As of Thursday, 20,173 people had received COVID-19 Salary Relief Grants from Government – and another 20,000 will receive grants by month-end.
Finance Minister Colm Imbert announced this in Parliament yesterday, dismissing UNC MP David Lee’s claim that only 18,899 people received grants. Imbert said that figure was two days ago.
Imbert said the ministry’s Salary Relief Grant unit is processing and paying grants at a rate of 1,000 applications daily.
The cost of the grants paid to the 20,173 people is $28 million, he said.

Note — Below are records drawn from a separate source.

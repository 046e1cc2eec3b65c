//! Deterministic entity identifiers.
//!
//! Every stored object gets a UUIDv5 derived from its class, tenant, and
//! natural key, so repeated upserts of the same logical entity address the
//! same object and become idempotent put-by-id writes.

use uuid::Uuid;

/// Namespace for all Mirador v5 identifiers. Changing this value changes
/// every derived id, which orphans existing objects in the store.
pub const MIRADOR_NAMESPACE: Uuid = Uuid::from_u128(0x5d1c_6a02_9f77_4e52_b8a3_0c2d_1e4f_6a88);

/// Unit separator between id components; cannot occur in tenant ids or
/// natural keys, so distinct component lists never collide.
const SEP: char = '\u{1f}';

/// Derive the object id for a primary entity.
pub fn deterministic_id(class: &str, tenant_id: &str, key_parts: &[&str]) -> Uuid {
    let mut input = String::with_capacity(64);
    input.push_str(class);
    input.push(SEP);
    input.push_str(tenant_id);
    for part in key_parts {
        input.push(SEP);
        input.push_str(part);
    }
    Uuid::new_v5(&MIRADOR_NAMESPACE, input.as_bytes())
}

/// Derive the object id for a version row: the primary key plus the
/// version number as the last component.
pub fn version_id(version_class: &str, tenant_id: &str, key_parts: &[&str], version: i64) -> Uuid {
    let v = version.to_string();
    let mut parts: Vec<&str> = key_parts.to_vec();
    parts.push(&v);
    deterministic_id(version_class, tenant_id, &parts)
}
//! RPC channel for the Alert and Predict engines.
//!
//! Protobuf-style request/response messages travel as JSON over POSTs to
//! gRPC-shaped method paths. The channel rotates round-robin across its
//! endpoints, dials with a 5s timeout, and retries transient failures
//! with exponential backoff (base 200ms, x1.6, 20% jitter, capped at 3s).

use std::sync::atomic::{AtomicUsize, Ordering};
use std::time::Duration;

use rand::Rng;
use serde::de::DeserializeOwned;
use serde::{Deserialize, Serialize};
use tracing::{debug, warn};

use crate::{EngineError, EngineResult};

/// Dial timeout for new connections.
pub const DIAL_TIMEOUT: Duration = Duration::from_secs(5);

/// Default per-call timeout.
pub const DEFAULT_CALL_TIMEOUT: Duration = Duration::from_secs(10);

/// Reconnect/retry backoff parameters.
#[derive(Debug, Clone)]
pub struct BackoffConfig {
    pub base: Duration,
    pub multiplier: f64,
    pub jitter: f64,
    pub max: Duration,
}

impl Default for BackoffConfig {
    fn default() -> Self {
        Self {
            base: Duration::from_millis(200),
            multiplier: 1.6,
            jitter: 0.2,
            max: Duration::from_secs(3),
        }
    }
}

/// Health message pair shared by the RPC engines.
#[derive(Debug, Clone, Default, Serialize, Deserialize)]
pub struct GetHealthRequest {}

#[derive(Debug, Clone, Serialize, Deserialize)]
pub struct GetHealthResponse {
    pub status: String,
    #[serde(default)]
    pub version: String,
}

impl GetHealthResponse {
    pub fn is_healthy(&self) -> bool {
        self.status == "healthy"
    }
}

/// Round-robin, retrying JSON-RPC channel.
pub struct RpcChannel {
    endpoints: Vec<String>,
    next: AtomicUsize,
    http: reqwest::Client,
    backoff: BackoffConfig,
    call_timeout: Duration,
    max_attempts: usize,
}

impl RpcChannel {
    /// Build a channel over one or more endpoints.
    pub fn connect(endpoints: Vec<String>) -> EngineResult<Self> {
        if endpoints.is_empty() {
            return Err(EngineError::Unavailable("no rpc endpoints configured".into()));
        }
        let endpoints: Vec<String> = endpoints
            .into_iter()
            .map(|e| e.trim_end_matches('/').to_string())
            .collect();
        let http = reqwest::Client::builder()
            .connect_timeout(DIAL_TIMEOUT)
            .build()
            .map_err(|e| EngineError::Transport(e.to_string()))?;
        let max_attempts = endpoints.len().max(3);
        Ok(Self {
            endpoints,
            next: AtomicUsize::new(0),
            http,
            backoff: BackoffConfig::default(),
            call_timeout: DEFAULT_CALL_TIMEOUT,
            max_attempts,
        })
    }

    pub fn with_call_timeout(mut self, timeout: Duration) -> Self {
        self.call_timeout = timeout;
        self
    }

    pub fn with_backoff(mut self, backoff: BackoffConfig) -> Self {
        self.backoff = backoff;
        self
    }

    pub fn endpoints(&self) -> &[String] {
        &self.endpoints
    }

    /// Invoke one method, e.g. `"alert.v1.AlertService/AnalyzeFractures"`.
    pub async fn call<Req, Resp>(&self, method: &str, request: &Req) -> EngineResult<Resp>
    where
        Req: Serialize + Sync,
        Resp: DeserializeOwned,
    {
        let mut last_error = EngineError::Unavailable("no attempts made".into());
        for attempt in 0..self.max_attempts {
            let endpoint = self.next_endpoint();
            let url = format!("{endpoint}/{method}");
            debug!(url = %url, attempt, "rpc call");

            match self
                .http
                .post(&url)
                .timeout(self.call_timeout)
                .json(request)
                .send()
                .await
            {
                Ok(resp) => {
                    let status = resp.status();
                    if status.is_success() {
                        return resp
                            .json::<Resp>()
                            .await
                            .map_err(|e| EngineError::Decode(e.to_string()));
                    }
                    let message = resp.text().await.unwrap_or_default();
                    if status.is_server_error() {
                        last_error = EngineError::Status {
                            status: status.as_u16(),
                            message,
                        };
                    } else {
                        // Client errors are not retryable.
                        return Err(EngineError::Status {
                            status: status.as_u16(),
                            message,
                        });
                    }
                }
                Err(err) => last_error = EngineError::Transport(err.to_string()),
            }

            if attempt + 1 < self.max_attempts {
                let delay = self.backoff_delay(attempt as u32);
                warn!(
                    method,
                    attempt,
                    delay_ms = delay.as_millis() as u64,
                    error = %last_error,
                    "rpc attempt failed, backing off"
                );
                tokio::time::sleep(delay).await;
            }
        }
        Err(last_error)
    }

    fn next_endpoint(&self) -> &str {
        let idx = self.next.fetch_add(1, Ordering::Relaxed) % self.endpoints.len();
        &self.endpoints[idx]
    }

    fn backoff_delay(&self, attempt: u32) -> Duration {
        let exp = self.backoff.base.as_secs_f64() * self.backoff.multiplier.powi(attempt as i32);
        let capped = exp.min(self.backoff.max.as_secs_f64());
        let jitter = rand::thread_rng()
            .gen_range(1.0 - self.backoff.jitter..=1.0 + self.backoff.jitter);
        Duration::from_secs_f64((capped * jitter).max(0.0))
    }
}
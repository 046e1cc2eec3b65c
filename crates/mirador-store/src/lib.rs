//! Mirador Store
//!
//! Storage seam for the Mirador control plane. The canonical state lives
//! in a REST+GraphQL vector store behind the [`VectorBackend`] trait;
//! derived state (cache, search-index metadata) sits behind
//! [`MetadataCache`]. Both have in-memory implementations for development
//! and tests.

pub mod backend;
pub mod cache;
pub mod memory;
pub mod query;
pub mod schema;

pub use backend::{DynVectorBackend, HttpVectorStore, VectorBackend};
pub use cache::{DynMetadataCache, MemoryCache, MetadataCache, RedisCache};
pub use memory::MemoryStore;
pub use query::{Filter, Order, QuerySpec};
pub use schema::{class_definitions, ClassDefinition, PropertyDef, SchemaBootstrap};

use mirador_core::CoreError;

/// True when a store error reports that the backing class does not exist.
///
/// The catalog treats missing classes as empty reads (plus a monitoring
/// signal) and as a bootstrap-and-retry trigger for writes.
pub fn is_missing_class(err: &CoreError) -> bool {
    match err {
        CoreError::Store(msg) => {
            let msg = msg.to_ascii_lowercase();
            msg.contains("cannot query field")
                || (msg.contains("class") && msg.contains("not found"))
        }
        _ => false,
    }
}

Imbert said 51,000 applications were received in total – but approximately 20 per cent weren’t valid for various reasons. He said these included people who may have been out of jobs long before March 19 when Public Health regulations began – and places closed. Other applications involved people who weren’t in the NIS system or who weren’t T&T citizens.
“About 40,000 applications were valid and we paid half of this and by month-end, all 40,000 applications will be paid,” Imbert said, adding the grant being paid was for people in the NIS system only.
On whether Government will continue paying grants after June – if business continues slumping and job loss continues – Imbert said the projections for the cost of the grant was for April, May and June during the period of the first Public Health regulations.
“As to how long people will be out of jobs ... this situation is dynamic and evolving – we’ll keep it under constant review and will make appropriate decisions based on what’s happening,” Imbert said.